# Pipelines - AI Agent Observability

> Observe AI agent work as pipelines - in real time

The Pipelines module models AI agent work as observability (not execution). The Pipeline -> PipelineStep -> PipelineJob hierarchy in PostgreSQL lets you track every stage of agent work: from research, through coding, to wrap-up. Job logs are stored as wiki pages, status propagates upward - a failed job pulls its step and pipeline down. The dashboard refreshes every 15 seconds, and is_stale() flags pipelines stuck for more than 6 hours.

## Features

- **Pipeline -> Step -> Job hierarchy**: Each pipeline has steps (research, coding, wrap-up), each step has jobs. Status propagates upward - failed job -> failed step -> failed pipeline.
- **Job logs as wiki pages**: Every job has its own wiki page with a full log (content in MinIO). Pages grouped under the 'pipeline-logi' parent, excluded from RAG - they don't pollute search results.
- **15s live polling**: The pipeline list and detail view refresh every 15 seconds via HTMX. Durations are computed on the fly (finished_at - started_at or now() - started_at for active jobs).
- **Stuck pipeline detection**: is_stale() flags pipelines in running status with no updates for more than 6 hours. Computed at read time, no cron job needed.
- **Read-only UI - control via MCP**: The dashboard is read-only - pipelines are created by skills via MCP, not from the UI. AI agents have full control through 9 dedicated MCP tools.
- **wiki-log integration**: When LLM Wiki is enabled, finishing a pipeline appends an entry to wiki-log. Best-effort - a pipeline MCP error never blocks the agent's work.

## How it works

1. **Agent creates the pipeline**: The skill calls create_pipeline via MCP - a ticket_work pipeline automatically gets 3 steps: research, coding, wrap-up.
2. **Agent reports job starts**: create_pipeline_job registers a new job in a step (e.g. 'Source code analysis' in the coding step). Status: pending -> running.
3. **Agent appends logs**: append_job_log appends markdown to the job's wiki page. Each call adds another section - the complete history of agent work.
4. **Agent reports the result**: update_pipeline_job(status='success'/'failure') closes the job, sets finished_at, and propagates status up to the step and pipeline.
5. **Dashboard shows progress**: Pipeline view with step columns and job cards. Statuses, durations, and links to wiki logs - everything in real time.
6. **finish_pipeline closes everything**: Agent calls finish_pipeline when done. Final status aggregated from steps if not provided. Optional wiki-log entry when LLM Wiki is enabled.

## AI and MCP

9 MCP tools for full observability of agent work - creating pipelines, reporting jobs, appending logs, and closing out. All operations are best-effort - a pipeline error never blocks the agent's work.

- `create_pipeline`: Create a pipeline (ticket_work: automatic research/coding/wrap-up steps).
- `create_pipeline_job`: Add a job to a step with name, description, and starting status.
- `update_pipeline_job`: Update job status and summary. Propagates upward: job -> step -> pipeline.
- `append_job_log`: Append markdown to the job's wiki page.

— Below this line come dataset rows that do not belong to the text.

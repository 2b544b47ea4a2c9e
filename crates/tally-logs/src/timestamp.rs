use chrono::{DateTime, NaiveDateTime, Utc};
use regex::Regex;

/// Parses a matched substring into a point in time
type ParseFn = fn(&str) -> Option<DateTime<Utc>>;

/// A timestamp shape paired with the one format used to parse it
pub struct Recognizer {
    name: &'static str,
    pattern: Regex,
    parse: ParseFn,
}

impl Recognizer {
    /// Build a recognizer. If the pattern has a capture group, group 1 is the
    /// text handed to `parse`; otherwise the whole match is.
    pub fn new(name: &'static str, pattern: &str, parse: ParseFn) -> Result<Self, regex::Error> {
        Ok(Self {
            name,
            pattern: Regex::new(pattern)?,
            parse,
        })
    }

    pub fn name(&self) -> &'static str {
        self.name
    }

    /// Locate this shape in `raw`; `None` if the shape does not occur at all,
    /// `Some(None)` if it occurs but does not parse.
    fn recognize(&self, raw: &str) -> Option<Option<DateTime<Utc>>> {
        let caps = self.pattern.captures(raw)?;
        let text = caps.get(1).or_else(|| caps.get(0))?.as_str();
        Some((self.parse)(text))
    }
}

/// Locates and parses an embedded timestamp using an ordered table of recognizers
///
/// The first recognizer whose pattern occurs anywhere in the line decides the
/// outcome: a malformed match yields no timestamp rather than falling through
/// to later recognizers.
pub struct TimestampExtractor {
    recognizers: Vec<Recognizer>,
}

impl TimestampExtractor {
    /// Extractor for common log shapes, in priority order: bracketed access-log,
    /// ISO-8601 with zone, ISO-8601 without zone (read as UTC), and `ctime`.
    pub fn new() -> Self {
        let recognizers = vec![
            Recognizer::new(
                "access-log",
                r"\[(\d{2}/[A-Za-z]{3}/\d{4}:\d{2}:\d{2}:\d{2} [+-]\d{4})\]",
                parse_access_log,
            ),
            Recognizer::new(
                "iso8601",
                r"\d{4}-\d{2}-\d{2}[Tt]\d{2}:\d{2}:\d{2}(?:\.\d+)?(?:[Zz]|[+-]\d{2}:?\d{2})",
                parse_iso_zoned,
            ),
            Recognizer::new(
                "iso8601-local",
                r"\d{4}-\d{2}-\d{2}[T ]\d{2}:\d{2}:\d{2}(?:\.\d+)?",
                parse_iso_local,
            ),
            Recognizer::new(
                "ctime",
                r"\b[A-Z][a-z]{2} [A-Z][a-z]{2} +\d{1,2} \d{2}:\d{2}:\d{2} \d{4}\b",
                parse_ctime,
            ),
        ];

        Self {
            recognizers: recognizers
                .into_iter()
                .collect::<Result<_, _>>()
                .expect("built-in timestamp patterns are valid"),
        }
    }

    /// Append a recognizer with the lowest priority
    pub fn with_recognizer(mut self, recognizer: Recognizer) -> Self {
        self.recognizers.push(recognizer);
        self
    }

    /// Names of the recognizers in priority order
    pub fn recognizer_names(&self) -> Vec<&'static str> {
        self.recognizers.iter().map(Recognizer::name).collect()
    }

    /// Extract the timestamp from a raw line, if one is recognized
    pub fn extract(&self, raw: &str) -> Option<DateTime<Utc>> {
        self.recognizers
            .iter()
            .find_map(|r| r.recognize(raw))
            .flatten()
    }
}

impl Default for TimestampExtractor {
    fn default() -> Self {
        Self::new()
    }
}

/// `10/Oct/2000:13:55:36 -0700`
fn parse_access_log(text: &str) -> Option<DateTime<Utc>> {
    DateTime::parse_from_str(text, "%d/%b/%Y:%H:%M:%S %z")
        .ok()
        .map(|ts| ts.with_timezone(&Utc))
}

/// `2024-01-15T10:30:00.123Z`, `2024-01-15T10:30:00+02:00`, `2024-01-15T10:30:00+0200`
fn parse_iso_zoned(text: &str) -> Option<DateTime<Utc>> {
    // `\d` also matches non-ASCII digits
    if !text.is_ascii() {
        return None;
    }
    let mut normalized = text.to_ascii_uppercase();
    // RFC 3339 wants `+hh:mm`
    if !normalized.ends_with('Z') && !normalized[..normalized.len() - 2].ends_with(':') {
        normalized.insert(normalized.len() - 2, ':');
    }
    DateTime::parse_from_rfc3339(&normalized)
        .ok()
        .map(|ts| ts.with_timezone(&Utc))
}

/// `2024-01-15 10:30:00` or `2024-01-15T10:30:00.5`
fn parse_iso_local(text: &str) -> Option<DateTime<Utc>> {
    let normalized = text.replacen(' ', "T", 1);
    NaiveDateTime::parse_from_str(&normalized, "%Y-%m-%dT%H:%M:%S%.f")
        .ok()
        .map(|ts| ts.and_utc())
}

/// `Mon Jan  2 15:04:05 2006`
fn parse_ctime(text: &str) -> Option<DateTime<Utc>> {
    NaiveDateTime::parse_from_str(text, "%a %b %d %H:%M:%S %Y")
        .ok()
        .map(|ts| ts.and_utc())
}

Creates the page on first call.
- `finish_pipeline`: Close the pipeline with final status (aggregated from steps if not provided).
- `list_pipelines`: List project pipelines with status and type filters plus pagination.
- `get_pipeline`: Full pipeline tree: steps, jobs, timestamps, statuses, and log links.
- `get_pipeline_job_log`: Fetch the full job log as markdown from the linked wiki page.
- `clean_pipeline_logs`: Delete the wiki pages holding pipeline job logs for a sprint (cleanup after close).

## Technical details

- **Data model**: Pipeline -> PipelineStep -> PipelineJob in PostgreSQL. UUID keys, timestamps (created_at, started_at, finished_at). pipeline_type: ticket_work | sprint_close.
- **Status propagation**: _update_step_status() and _update_pipeline_status() in services/pipelines.py. Job failed -> step failed -> pipeline failed. Aggregated via min() of statuses.
- **Wiki logs**: PipelineJob.wiki_page_id links to WikiPage. exclude_from_embeddings=True - logs are excluded from RAG. The 'pipeline-logi' parent is created idempotently.
- **Live polling**: HTMX hx-trigger='load delay:15s' on listRow and treePartial. Durations computed on the fly - no duration column in the database.
- **is_stale()**: Computed at read time: pipeline running + last update > 6h ago. Evaluated in the service layer, no cron. Flags stuck agents.
- **GitLab CI/CD pattern**: Pipeline/step/job architecture modeled on GitLab CI/CD. Observability (not execution) - agents self-report progress via MCP.